Large-scale genome-wide association studies (GWASs) on bipolar disorder (BD) have implicated the involvement of the fatty acid desaturase (FADS) locus. These enzymes (FADS1 and FADS2) are involved in the metabolism of eicosapentaenoic acid (EPA) and docosahexaenoic acid (DHA), which are thought to potentially benefit patients with mood disorders. To model reductions in the activity of FADS1/2 affected by the susceptibility alleles, we generated mutant mice heterozygously lacking both Fads1/2 genes. We measured wheel-running activity over six months and observed bipolar swings in activity, including hyperactivity and hypoactivity. The hyperactivity episodes, in which activity was far above the norm, usually lasted half a day; mice manifested significantly shorter immobility times on the behavioral despair test performed during these episodes. The hypoactivity episodes, which lasted for several weeks, were accompanied by abnormal circadian rhythms and a marked decrease in wheel running, a spontaneous behavior associated with motivation and reward systems. We comprehensively examined lipid composition in the brain and found that levels of certain lipids were significantly altered between wild-type and the heterozygous mutant mice, but no changes were consistent with both sexes and either DHA or EPA was not altered. However, supplementation with DHA or a mixture of DHA and EPA prevented these episodic behavioral changes. Here we propose that heterozygous Fads1/2 knockout mice are a model of BD with robust constitutive, face, and predictive validity, as administration of the mood stabilizer lithium was also effective. This GWAS-based model helps to clarify how lipids and their metabolisms are involved in the pathogenesis and treatment of BD.

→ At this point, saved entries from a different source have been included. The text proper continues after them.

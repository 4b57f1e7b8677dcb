// This Source Code Form is subject to the terms of the Mozilla Public
// License, v. 2.0. If a copy of the MPL was not distributed with this
// file, You can obtain one at https://mozilla.org/MPL/2.0/.

//! IFC4 entity wrappers and attribute accessors
//!
//! Each entity implements the attribute trait of every entity it derives
//! from. Inverse attributes are not exposed.

use super::enums::*;
use super::selects::*;
use crate::aggregation::{Entities, Integers, Nested, Reals, Selects, Texts};

// Kernel

express_attributes! {
    pub trait IfcRootAttributes<'s> {
        text GlobalId: global_id, set_global_id;
        text Name: name, set_name, clear_name;
        text Description: description, set_description, clear_description;
    }
}

express_attributes! {
    pub trait IfcObjectAttributes<'s> {
        text ObjectType: object_type, set_object_type, clear_object_type;
    }
}

express_attributes! {
    pub trait IfcActorAttributes<'s> {
        select TheActor: IfcActorSelect, the_actor;
    }
}

express_entity! {
    pub struct IfcRoot<'s>("IfcRoot"): IfcRootAttributes;
}

express_entity! {
    pub struct IfcObjectDefinition<'s>("IfcObjectDefinition"): IfcRootAttributes;
}

express_entity! {
    pub struct IfcObject<'s>("IfcObject"): IfcRootAttributes, IfcObjectAttributes;
}

express_entity! {
    pub struct IfcProduct<'s>("IfcProduct"): IfcRootAttributes, IfcObjectAttributes;
}

express_entity! {
    pub struct IfcActor<'s>("IfcActor"): IfcRootAttributes, IfcObjectAttributes, IfcActorAttributes;
}

express_entity! {
    pub struct IfcGroup<'s>("IfcGroup"): IfcRootAttributes, IfcObjectAttributes;
}

// Building elements

express_attributes! {
    pub trait IfcElementAttributes<'s> {
        text Tag: tag, set_tag, clear_tag;
    }
}

express_attributes! {
    pub trait IfcWallAttributes<'s> {
        enumeration PredefinedType: IfcWallTypeEnum, predefined_type, set_predefined_type, clear_predefined_type;
    }
}

express_attributes! {
    pub trait IfcSlabAttributes<'s> {
        enumeration PredefinedType: IfcSlabTypeEnum, predefined_type, set_predefined_type, clear_predefined_type;
    }
}

express_attributes! {
    pub trait IfcDoorAttributes<'s> {
        real OverallHeight: overall_height, set_overall_height, clear_overall_height;
        real OverallWidth: overall_width, set_overall_width, clear_overall_width;
        enumeration PredefinedType: IfcDoorTypeEnum, predefined_type, set_predefined_type, clear_predefined_type;
        text UserDefinedOperationType: user_defined_operation_type, set_user_defined_operation_type;
    }
}

express_entity! {
    pub struct IfcElement<'s>("IfcElement"): IfcRootAttributes, IfcObjectAttributes, IfcElementAttributes;
}

express_entity! {
    pub struct IfcBuildingElement<'s>("IfcBuildingElement"):
        IfcRootAttributes, IfcObjectAttributes, IfcElementAttributes;
}

express_entity! {
    pub struct IfcWall<'s>("IfcWall"):
        IfcRootAttributes, IfcObjectAttributes, IfcElementAttributes, IfcWallAttributes;
}

express_entity! {
    pub struct IfcSlab<'s>("IfcSlab"):
        IfcRootAttributes, IfcObjectAttributes, IfcElementAttributes, IfcSlabAttributes;
}

express_entity! {
    pub struct IfcDoor<'s>("IfcDoor"):
        IfcRootAttributes, IfcObjectAttributes, IfcElementAttributes, IfcDoorAttributes;
}

// Spatial structure

express_attributes! {
    pub trait IfcSpatialElementAttributes<'s> {
        text LongName: long_name, set_long_name, clear_long_name;
    }
}

express_attributes! {
    pub trait IfcSpatialStructureElementAttributes<'s> {
        enumeration CompositionType: IfcElementCompositionEnum, composition_type, set_composition_type;
    }
}

express_attributes! {
    /// Latitude and longitude are compound angles: degrees, minutes, seconds,
    /// millionths of seconds
    pub trait IfcSiteAttributes<'s> {
        aggregate RefLatitude: i64 = Integers, ref_latitude, set_ref_latitude, clear_ref_latitude;
        aggregate RefLongitude: i64 = Integers, ref_longitude, set_ref_longitude, clear_ref_longitude;
        real RefElevation: ref_elevation, set_ref_elevation, clear_ref_elevation;
        text LandTitleNumber: land_title_number, set_land_title_number;
    }
}

express_entity! {
    pub struct IfcSpatialElement<'s>("IfcSpatialElement"):
        IfcRootAttributes, IfcObjectAttributes, IfcSpatialElementAttributes;
}

express_entity! {
    pub struct IfcSpatialStructureElement<'s>("IfcSpatialStructureElement"):
        IfcRootAttributes, IfcObjectAttributes, IfcSpatialElementAttributes,
        IfcSpatialStructureElementAttributes;
}

express_entity! {
    pub struct IfcSite<'s>("IfcSite"):
        IfcRootAttributes, IfcObjectAttributes, IfcSpatialElementAttributes,
        IfcSpatialStructureElementAttributes, IfcSiteAttributes;
}

// Actors

express_attributes! {
    pub trait IfcPersonAttributes<'s> {
        text Identification: identification, set_identification, clear_identification;
        text FamilyName: family_name, set_family_name, clear_family_name;
        text GivenName: given_name, set_given_name, clear_given_name;
        aggregate MiddleNames: String = Texts::STRING, middle_names, set_middle_names, clear_middle_names;
    }
}

express_attributes! {
    pub trait IfcOrganizationAttributes<'s> {
        text Identification: identification, set_identification, clear_identification;
        text Name: name, set_name;
        text Description: description, set_description, clear_description;
    }
}

express_attributes! {
    pub trait IfcPersonAndOrganizationAttributes<'s> {
        entity ThePerson: IfcPerson, the_person, set_the_person;
        entity TheOrganization: IfcOrganization, the_organization, set_the_organization;
    }
}

express_entity! {
    pub struct IfcPerson<'s>("IfcPerson"): IfcPersonAttributes;
}

express_entity! {
    pub struct IfcOrganization<'s>("IfcOrganization"): IfcOrganizationAttributes;
}

express_entity! {
    pub struct IfcPersonAndOrganization<'s>("IfcPersonAndOrganization"): IfcPersonAndOrganizationAttributes;
}

// Measures and units

express_attributes! {
    pub trait IfcMeasureWithUnitAttributes<'s> {
        select ValueComponent: IfcValue, value_component;
        select UnitComponent: IfcUnit, unit_component;
    }
}

express_attributes! {
    pub trait IfcNamedUnitAttributes<'s> {
        enumeration UnitType: IfcUnitEnum, unit_type, set_unit_type;
    }
}

express_attributes! {
    pub trait IfcSIUnitAttributes<'s> {
        enumeration Prefix: IfcSIPrefix, prefix, set_prefix, clear_prefix;
        enumeration Name: IfcSIUnitName, name, set_name;
    }
}

express_attributes! {
    pub trait IfcMonetaryUnitAttributes<'s> {
        text Currency: currency, set_currency;
    }
}

express_attributes! {
    pub trait IfcUnitAssignmentAttributes<'s> {
        aggregate Units: IfcUnit<'s> = Selects::<IfcUnit<'s>>::new(), units, set_units;
    }
}

express_entity! {
    pub struct IfcMeasureWithUnit<'s>("IfcMeasureWithUnit"): IfcMeasureWithUnitAttributes;
}

express_entity! {
    pub struct IfcNamedUnit<'s>("IfcNamedUnit"): IfcNamedUnitAttributes;
}

express_entity! {
    pub struct IfcSIUnit<'s>("IfcSIUnit"): IfcNamedUnitAttributes, IfcSIUnitAttributes;
}

express_entity! {
    pub struct IfcMonetaryUnit<'s>("IfcMonetaryUnit"): IfcMonetaryUnitAttributes;
}

express_entity! {
    pub struct IfcUnitAssignment<'s>("IfcUnitAssignment"): IfcUnitAssignmentAttributes;
}

// Properties

express_attributes! {
    pub trait IfcPropertyAttributes<'s> {
        text Name: name, set_name;
        text Description: description, set_description, clear_description;
    }
}

express_attributes! {
    pub trait IfcPropertySingleValueAttributes<'s> {
        select NominalValue: IfcValue, nominal_value;
        select Unit: IfcUnit, unit;
    }
}

express_attributes! {
    pub trait IfcPropertyEnumeratedValueAttributes<'s> {
        aggregate EnumerationValues: IfcValue<'s> = Selects::<IfcValue<'s>>::new(),
            enumeration_values, set_enumeration_values, clear_enumeration_values;
    }
}

express_entity! {
    pub struct IfcProperty<'s>("IfcProperty"): IfcPropertyAttributes;
}

express_entity! {
    pub struct IfcSimpleProperty<'s>("IfcSimpleProperty"): IfcPropertyAttributes;
}

express_entity! {
    pub struct IfcPropertySingleValue<'s>("IfcPropertySingleValue"):
        IfcPropertyAttributes, IfcPropertySingleValueAttributes;
}

express_entity! {
    pub struct IfcPropertyEnumeratedValue<'s>("IfcPropertyEnumeratedValue"):
        IfcPropertyAttributes, IfcPropertyEnumeratedValueAttributes;
}

// Relationships

express_attributes! {
    pub trait IfcRelAssignsAttributes<'s> {
        aggregate RelatedObjects: IfcObjectDefinition<'s> = Entities::<IfcObjectDefinition<'s>>::new(),
            related_objects, set_related_objects;
        enumeration RelatedObjectsType: IfcObjectTypeEnum,
            related_objects_type, set_related_objects_type, clear_related_objects_type;
    }
}

express_attributes! {
    pub trait IfcRelAssignsToGroupAttributes<'s> {
        entity RelatingGroup: IfcGroup, relating_group, set_relating_group;
    }
}

express_attributes! {
    pub trait IfcRelAggregatesAttributes<'s> {
        entity RelatingObject: IfcObjectDefinition, relating_object, set_relating_object;
        aggregate RelatedObjects: IfcObjectDefinition<'s> = Entities::<IfcObjectDefinition<'s>>::new(),
            related_objects, set_related_objects;
    }
}

express_entity! {
    pub struct IfcRelationship<'s>("IfcRelationship"): IfcRootAttributes;
}

express_entity! {
    pub struct IfcRelAssigns<'s>("IfcRelAssigns"): IfcRootAttributes, IfcRelAssignsAttributes;
}

express_entity! {
    pub struct IfcRelAssignsToGroup<'s>("IfcRelAssignsToGroup"):
        IfcRootAttributes, IfcRelAssignsAttributes, IfcRelAssignsToGroupAttributes;
}

express_entity! {
    pub struct IfcRelDecomposes<'s>("IfcRelDecomposes"): IfcRootAttributes;
}

express_entity! {
    pub struct IfcRelAggregates<'s>("IfcRelAggregates"): IfcRootAttributes, IfcRelAggregatesAttributes;
}

// Geometry

express_attributes! {
    /// Coordinate tuples, one inner list per point
    pub trait IfcCartesianPointList2DAttributes<'s> {
        aggregate CoordList: Vec<f64> = Nested(Reals), coord_list, set_coord_list;
    }
}

express_attributes! {
    pub trait IfcCartesianPointList3DAttributes<'s> {
        aggregate CoordList: Vec<f64> = Nested(Reals), coord_list, set_coord_list;
    }
}

express_attributes! {
    pub trait IfcIndexedPolyCurveAttributes<'s> {
        entity Points: IfcCartesianPointList, points, set_points;
        aggregate Segments: IfcSegmentIndexSelect<'s> = Selects::<IfcSegmentIndexSelect<'s>>::new(),
            segments, set_segments, clear_segments;
        boolean SelfIntersect: self_intersect, set_self_intersect, clear_self_intersect;
    }
}

express_entity! {
    pub struct IfcRepresentationItem<'s>("IfcRepresentationItem");
}

express_entity! {
    pub struct IfcGeometricRepresentationItem<'s>("IfcGeometricRepresentationItem");
}

express_entity! {
    pub struct IfcCartesianPointList<'s>("IfcCartesianPointList");
}

express_entity! {
    pub struct IfcCartesianPointList2D<'s>("IfcCartesianPointList2D"): IfcCartesianPointList2DAttributes;
}

express_entity! {
    pub struct IfcCartesianPointList3D<'s>("IfcCartesianPointList3D"): IfcCartesianPointList3DAttributes;
}

express_entity! {
    pub struct IfcCurve<'s>("IfcCurve");
}

express_entity! {
    pub struct IfcBoundedCurve<'s>("IfcBoundedCurve");
}

express_entity! {
    pub struct IfcIndexedPolyCurve<'s>("IfcIndexedPolyCurve"): IfcIndexedPolyCurveAttributes;
}

// Textures

express_attributes! {
    pub trait IfcSurfaceTextureAttributes<'s> {
        boolean RepeatS: repeat_s, set_repeat_s;
        boolean RepeatT: repeat_t, set_repeat_t;
        text Mode: mode, set_mode, clear_mode;
    }
}

express_attributes! {
    pub trait IfcBlobTextureAttributes<'s> {
        text RasterFormat: raster_format, set_raster_format;
        binary RasterCode: raster_code, set_raster_code;
    }
}

express_attributes! {
    /// `Pixel` holds one binary string per pixel, row by row
    pub trait IfcPixelTextureAttributes<'s> {
        integer Width: width, set_width;
        integer Height: height, set_height;
        integer ColourComponents: colour_components, set_colour_components;
        aggregate Pixel: String = Texts::BINARY, pixel, set_pixel;
    }
}

express_entity! {
    pub struct IfcSurfaceTexture<'s>("IfcSurfaceTexture"): IfcSurfaceTextureAttributes;
}

express_entity! {
    pub struct IfcBlobTexture<'s>("IfcBlobTexture"): IfcSurfaceTextureAttributes, IfcBlobTextureAttributes;
}

express_entity! {
    pub struct IfcPixelTexture<'s>("IfcPixelTexture"): IfcSurfaceTextureAttributes, IfcPixelTextureAttributes;
}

关于双相情感障碍 (BD) 的大规模全基因组关联研究 (GWAS) 表明脂肪酸去饱和酶 ( FADS ) 位点参与其中。这些酶（FADS1 和 FADS2）参与二十碳五烯酸 (EPA) 和二十二碳六烯酸 (DHA) 的代谢，被认为可能对情绪障碍患者有益。为了模拟受易感等位基因影响的 FADS1/2 活性降低，我们生成了杂合性缺乏Fads1 / 2基因的突变小鼠。我们测量了六个月的轮跑活动，并观察了活动的双相波动，包括​​多动和少动。多动症发作时的活动远高于正常水平，通常持续半天；在这些事件期间进行的行为绝望测试中，小鼠表现出明显更短的不动时间。持续数周的活动减退发作伴随着昼夜节律异常和车轮运转的显着减少，这是一种与动机和奖励系统相关的自发行为。我们全面检查了大脑中的脂质成分，发现野生型和杂合突变小鼠之间某些脂质的水平发生了显着改变，但两性没有一致的变化，并且 DHA 或 EPA 没有改变。然而，补充 DHA 或 DHA 和 EPA 混合物可以防止这些偶发的行为变化。在这里，我们提出杂合子Fads1 / 2敲除小鼠是 BD 模型，具有强大的本构效度、面部效度和预测效度，因为给予情绪稳定剂锂也有效。 这种基于 GWAS 的模型有助于阐明脂质及其代谢如何参与 BD 的发病机制和治疗。